Brian Porter said in an interview Thursday that along with organically growing its domestic and international operations, Scotiabank will repurchase shares once the Office of the Superintendent of Financial Institutions lifts its ban on the practice.

The federal regulator has prohibited Canadian banks from share repurchases and dividend hikes since March as a financial stability safeguard during the pandemic.

Scotiabank shares have bounced off their initial plunge in March, but still remain about 10 per cent lower compared to the stock price in late February – leaving them at an “inexpensive” and “attractive” level, according to Porter. 

“I think the marketplace got way too concerned about Latin America, and I think that’s probably very easy to do in a period like this,” Porter said.

Latin American countries where Scotiabank operates have experienced varying degrees of economic hardship brought on by the pandemic. However, Porter said he feels certain nations have avoided excessive economic damage, including Chile, which he said “had a pretty good COVID” -- notwithstanding more than 15,000 deaths attributed to the virus in that country, according to Johns Hopkins University’s global tracker.

“Mexico wasn’t so bad despite some of the headlines. Colombia was fine.
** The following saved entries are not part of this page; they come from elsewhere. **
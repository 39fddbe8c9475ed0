//! J1939 dispatch engine.
//!
//! The engine owns the transmit half of the bus and routes every inbound
//! frame to the registered [`Node`]s or to its default queue. Two workers
//! drive it and must be spawned by the application on its executor:
//!
//! - [`J1939Engine::run_receiver`] reads the bus, reassembles transport
//!   protocol transfers and dispatches the resulting PDUs;
//! - [`J1939Engine::run_throttler`] paces the data frames of broadcast
//!   (BAM) transfers.
//!
//! ```rust,ignore
//! static ENGINE: StaticCell<J1939Engine<CriticalSectionRawMutex, MyTx>> = StaticCell::new();
//! let engine = &*ENGINE.init(J1939Engine::new(tx, EngineConfig::default()));
//! spawner.spawn(receiver(engine, rx))?;
//! spawner.spawn(throttler(engine, EmbassyTimer))?;
//! engine.send(&pdu).await?;
//! ```
use crate::error::{J1939Error, ProtocolViolation};
use crate::protocol::managment::node::{Node, NodeShared};
use crate::protocol::security::SeedKeyGenerator;
use crate::protocol::transport::can_frame::CanFrame;
use crate::protocol::transport::pdu::Pdu;
use crate::protocol::transport::tp::segmenter::TpSegmenter;
use crate::protocol::transport::tp::session::{TxSession, TxSessions};
use crate::protocol::transport::traits::can_bus::CanTx;
use crate::protocol::transport::traits::korri_timer::KorriTimer;
use crate::protocol::transport::MAX_SINGLE_FRAME_PAYLOAD;
use alloc::boxed::Box;
use alloc::sync::Arc;
use alloc::vec::Vec;
use core::cell::RefCell;
use embassy_sync::blocking_mutex::raw::RawMutex;
use embassy_sync::blocking_mutex::Mutex as BlockingMutex;
use embassy_sync::channel::Channel;
use embassy_sync::mutex::Mutex;
use embassy_sync::signal::Signal;
use futures_util::future::{select, Either};
use futures_util::pin_mut;

pub mod config;
mod dispatch;
mod throttler;

pub use config::{EngineConfig, J1939Filter};

/// Capacity of the engine's default queue.
pub const DEFAULT_QUEUE_DEPTH: usize = 64;
/// Capacity of the BAM pacing queue: the announce and 255 data frames of
/// one full transfer.
pub const THROTTLE_QUEUE_DEPTH: usize = 256;

//==================================================================================STATS
#[derive(Debug, Clone, Copy, Default, PartialEq, Eq)]
#[cfg_attr(feature = "defmt", derive(defmt::Format))]
/// Counters maintained by the workers.
pub struct EngineStats {
    /// Frames with a standard (11-bit) identifier.
    pub non_j1939_frames: u32,
    /// Application PDUs rejected by the filters.
    pub filtered_pdus: u32,
    /// PDUs no queue would take (no listener, or default queue disabled).
    pub undeliverable_pdus: u32,
    /// PDUs lost to a full queue.
    pub queue_overflows: u32,
    pub protocol_violations: u32,
    pub last_violation: Option<ProtocolViolation>,
    /// Frames dropped under `ignore_send_errors`.
    pub send_errors_ignored: u32,
    /// Key responses emitted.
    pub keys_sent: u32,
    /// Inbound transfers being reassembled, as last published by the receiver.
    pub rx_in_flight: usize,
}

#[derive(Debug, Default)]
struct EngineState {
    running: bool,
    closed: bool,
    receiver_started: bool,
    throttler_started: bool,
    stats: EngineStats,
}

#[derive(Clone, Copy)]
enum Worker {
    Receiver,
    Throttler,
}

//==================================================================================ENGINE
/// J1939 protocol engine. `M` selects the mutex flavour shared by every
/// internal lock and queue; `T` is the transmit half of the CAN bus.
pub struct J1939Engine<M: RawMutex, T: CanTx> {
    tx: Mutex<M, T>,
    config: EngineConfig,
    key_generator: Option<Box<dyn SeedKeyGenerator + Send + Sync>>,
    default_queue: Channel<M, Pdu, DEFAULT_QUEUE_DEPTH>,
    listeners: BlockingMutex<M, RefCell<Vec<Arc<NodeShared<M>>>>>,
    tx_sessions: BlockingMutex<M, RefCell<TxSessions>>,
    throttle_queue: Channel<M, CanFrame, THROTTLE_QUEUE_DEPTH>,
    /// Held while one transfer is queued, so BAM frames never interleave.
    throttle_enqueue: Mutex<M, ()>,
    state: BlockingMutex<M, RefCell<EngineState>>,
    receiver_stop: Signal<M, ()>,
    receiver_done: Signal<M, ()>,
    throttler_stop: Signal<M, ()>,
    throttler_done: Signal<M, ()>,
}

impl<M: RawMutex, T: CanTx> J1939Engine<M, T> {
    pub fn new(tx: T, config: EngineConfig) -> Self {
        Self {
            tx: Mutex::new(tx),
            config,
            key_generator: None,
            default_queue: Channel::new(),
            listeners: BlockingMutex::new(RefCell::new(Vec::new())),
            tx_sessions: BlockingMutex::new(RefCell::new(TxSessions::new())),
            throttle_queue: Channel::new(),
            throttle_enqueue: Mutex::new(()),
            state: BlockingMutex::new(RefCell::new(EngineState {
                running: true,
                ..EngineState::default()
            })),
            receiver_stop: Signal::new(),
            receiver_done: Signal::new(),
            throttler_stop: Signal::new(),
            throttler_done: Signal::new(),
        }
    }

    /// Answer DM18 seed requests with keys computed by `generator`.
    pub fn with_key_generator<G>(mut self, generator: G) -> Self
    where
        G: SeedKeyGenerator + Send + Sync + 'static,
    {
        self.key_generator = Some(Box::new(generator));
        self
    }

    pub fn config(&self) -> &EngineConfig {
        &self.config
    }

    pub fn is_running(&self) -> bool {
        self.state.lock(|state| state.borrow().running)
    }

    /// Snapshot of the counters.
    pub fn stats(&self) -> EngineStats {
        self.state.lock(|state| state.borrow().stats)
    }

    /// Transport transfers in flight in either direction: outbound RTS/CTS
    /// transfers not yet acknowledged plus inbound ones under reassembly.
    pub fn transmissions_in_progress(&self) -> usize {
        self.outbound_in_progress() + self.receptions_in_progress()
    }

    /// Outbound RTS/CTS transfers not yet acknowledged.
    pub fn outbound_in_progress(&self) -> usize {
        self.tx_sessions.lock(|sessions| sessions.borrow().len())
    }

    /// Inbound transfers under reassembly.
    pub fn receptions_in_progress(&self) -> usize {
        self.stats().rx_in_flight
    }

    //==================================================================================SEND
    /// Send a PDU. Up to eight bytes go out as a single frame; larger
    /// payloads use RTS/CTS towards a specific destination and BAM otherwise.
    ///
    /// Single frames and RTS announces are on the bus when this returns;
    /// RTS transfers continue as CTS frames arrive. A BAM transfer is queued
    /// whole, announce first, and paced by [`run_throttler`](Self::run_throttler):
    /// transfers are sent one after the other in the order they were queued.
    pub async fn send(&self, pdu: &Pdu) -> Result<(), J1939Error<T::Error>> {
        if !self.is_running() {
            return Err(J1939Error::NotRunning);
        }

        if let Some(frame) = pdu.to_frame() {
            return self.transmit(&frame).await.map_err(J1939Error::Transport);
        }
        debug_assert!(pdu.payload().len() > MAX_SINGLE_FRAME_PAYLOAD);

        let segmenter = TpSegmenter::new(pdu);
        if segmenter.is_broadcast() {
            let _order = self.throttle_enqueue.lock().await;
            self.throttle_queue.send(segmenter.announce_frame()).await;
            for frame in segmenter.frames() {
                self.throttle_queue.send(frame).await;
            }

            #[cfg(feature = "defmt")]
            defmt::debug!(
                "BAM {=u32:#x} from {=u8}: {=u8} packets queued",
                segmenter.message_pgn(),
                segmenter.source(),
                segmenter.total_packets()
            );
            return Ok(());
        }

        let (source, destination) = (segmenter.source(), segmenter.destination());
        let session = TxSession {
            frames: segmenter.frames().collect(),
            message_pgn: segmenter.message_pgn(),
            total_length: pdu.payload().len(),
        };
        let replaced = self
            .tx_sessions
            .lock(|sessions| sessions.borrow_mut().insert(source, destination, session));
        if replaced.is_some() {
            self.record_violation(ProtocolViolation::DuplicateTransfer {
                sender: source,
                receiver: destination,
            });
        }

        #[cfg(feature = "defmt")]
        defmt::debug!(
            "RTS {=u32:#x} {=u8} -> {=u8}: {=u8} packets",
            segmenter.message_pgn(),
            source,
            destination,
            segmenter.total_packets()
        );

        if let Err(err) = self.transmit(&segmenter.announce_frame()).await {
            self.tx_sessions
                .lock(|sessions| sessions.borrow_mut().remove(source, destination));
            return Err(J1939Error::Transport(err));
        }
        Ok(())
    }

    /// Put one frame on the bus, honouring `ignore_send_errors`.
    pub(crate) async fn transmit(&self, frame: &CanFrame) -> Result<(), T::Error> {
        let result = {
            let mut tx = self.tx.lock().await;
            tx.send(frame).await
        };
        match result {
            Ok(()) => Ok(()),
            Err(_err) if self.config.ignore_send_errors => {
                #[cfg(feature = "defmt")]
                defmt::warn!("Send error ignored, frame {=u32:#x} dropped", frame.raw_id());

                self.update_stats(|stats| {
                    stats.send_errors_ignored = stats.send_errors_ignored.wrapping_add(1)
                });
                Ok(())
            }
            Err(err) => Err(err),
        }
    }

    //==================================================================================RECEIVE
    /// Next PDU of the default queue. `None` once `timeout_ms` elapses;
    /// without a timeout the call waits indefinitely.
    pub async fn recv<K: KorriTimer>(&self, timer: &mut K, timeout_ms: Option<u32>) -> Option<Pdu> {
        let Some(timeout_ms) = timeout_ms else {
            return Some(self.default_queue.receive().await);
        };
        let next = self.default_queue.receive();
        let deadline = timer.delay_ms(timeout_ms);
        pin_mut!(next);
        pin_mut!(deadline);
        match select(next, deadline).await {
            Either::Left((pdu, _)) => Some(pdu),
            Either::Right(_) => None,
        }
    }

    /// Non-blocking variant of [`recv`](Self::recv).
    pub fn try_recv(&self) -> Option<Pdu> {
        self.default_queue.try_receive().ok()
    }

    //==================================================================================LISTENERS
    /// Register a node's inbox. Fails when another registered node already
    /// claims one of its addresses; registering the same node twice is a no-op.
    pub fn connect(&self, node: &Node<'_, M, T>) -> Result<(), J1939Error<T::Error>> {
        let shared = node.shared();
        let addresses = shared.addresses();
        self.listeners.lock(|listeners| {
            let mut listeners = listeners.borrow_mut();
            if listeners.iter().any(|listener| Arc::ptr_eq(listener, shared)) {
                return Ok(());
            }
            for listener in listeners.iter() {
                if let Some(&address) = addresses.iter().find(|a| listener.holds(**a)) {
                    return Err(J1939Error::ConflictingClaim { address });
                }
            }
            listeners.push(Arc::clone(shared));
            Ok(())
        })
    }

    /// Remove a node's inbox from the routing table.
    pub fn disconnect(&self, node: &Node<'_, M, T>) {
        let shared = node.shared();
        self.listeners.lock(|listeners| {
            listeners
                .borrow_mut()
                .retain(|listener| !Arc::ptr_eq(listener, shared));
        });
    }

    /// Apply `claim` to `node` unless another registered node holds
    /// `address`. The check and the update happen under the listeners lock.
    pub(crate) fn reserve_address(
        &self,
        address: u8,
        node: &Arc<NodeShared<M>>,
        claim: impl FnOnce(&NodeShared<M>),
    ) -> bool {
        self.listeners.lock(|listeners| {
            let taken = listeners
                .borrow()
                .iter()
                .any(|listener| !Arc::ptr_eq(listener, node) && listener.holds(address));
            if !taken {
                claim(&**node);
            }
            !taken
        })
    }

    /// `true` when any registered node holds `address`.
    pub(crate) fn is_local_address(&self, address: u8) -> bool {
        self.listeners
            .lock(|listeners| listeners.borrow().iter().any(|listener| listener.holds(address)))
    }

    fn listeners_snapshot(&self) -> Vec<Arc<NodeShared<M>>> {
        self.listeners.lock(|listeners| listeners.borrow().clone())
    }

    //==================================================================================LIFECYCLE
    /// Stop both workers and close the transmit handle.
    ///
    /// Started workers are given `shutdown_join_ms` to acknowledge. Pending
    /// transfers are abandoned. Later calls return immediately.
    pub async fn shutdown<K: KorriTimer>(&self, timer: &mut K) {
        let workers = self.state.lock(|state| {
            let mut state = state.borrow_mut();
            if state.closed {
                return None;
            }
            state.closed = true;
            state.running = false;
            Some((state.receiver_started, state.throttler_started))
        });
        let Some((receiver_started, throttler_started)) = workers else {
            return;
        };

        #[cfg(feature = "defmt")]
        defmt::info!("J1939 engine shutting down");

        self.receiver_stop.signal(());
        self.throttler_stop.signal(());

        let join = async {
            if receiver_started {
                self.receiver_done.wait().await;
            }
            if throttler_started {
                self.throttler_done.wait().await;
            }
        };
        let deadline = timer.delay_ms(self.config.shutdown_join_ms);
        pin_mut!(join);
        pin_mut!(deadline);
        if let Either::Right(_) = select(join, deadline).await {
            #[cfg(feature = "defmt")]
            defmt::warn!("Workers did not stop within {=u32} ms", self.config.shutdown_join_ms);
        }

        while self.throttle_queue.try_receive().is_ok() {}
        self.tx_sessions
            .lock(|sessions| *sessions.borrow_mut() = TxSessions::new());

        self.tx.lock().await.close().await;

        #[cfg(feature = "defmt")]
        defmt::info!("J1939 engine stopped");
    }

    /// Mark a worker as started; `false` once the engine is shut down.
    fn start_worker(&self, worker: Worker) -> bool {
        self.state.lock(|state| {
            let mut state = state.borrow_mut();
            if !state.running {
                return false;
            }
            match worker {
                Worker::Receiver => state.receiver_started = true,
                Worker::Throttler => state.throttler_started = true,
            }
            true
        })
    }

    //==================================================================================STATS_HELPERS
    fn update_stats(&self, update: impl FnOnce(&mut EngineStats)) {
        self.state.lock(|state| update(&mut state.borrow_mut().stats));
    }

    pub(crate) fn record_violation(&self, violation: ProtocolViolation) {
        #[cfg(feature = "defmt")]
        defmt::warn!("Protocol violation: {}", violation);

        self.update_stats(|stats| {
            stats.protocol_violations = stats.protocol_violations.wrapping_add(1);
            stats.last_violation = Some(violation);
        });
    }
}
Peru had a more difficult time,” Porter said. “These countries are coming back and when they come back – they come back quickly, and that’s what I think the market is underestimating.”

In Scotiabank’s fiscal fourth-quarter results that were released Tuesday, its international operations significantly rebounded with a $353-million adjusted profit, compared to a mere $4-million in the prior quarter.

Porter said he expects that rebound across the bank’s operations to continue into next year.

He said he views 2021 as a “transition year” before returning to full profitability in fiscal 2022.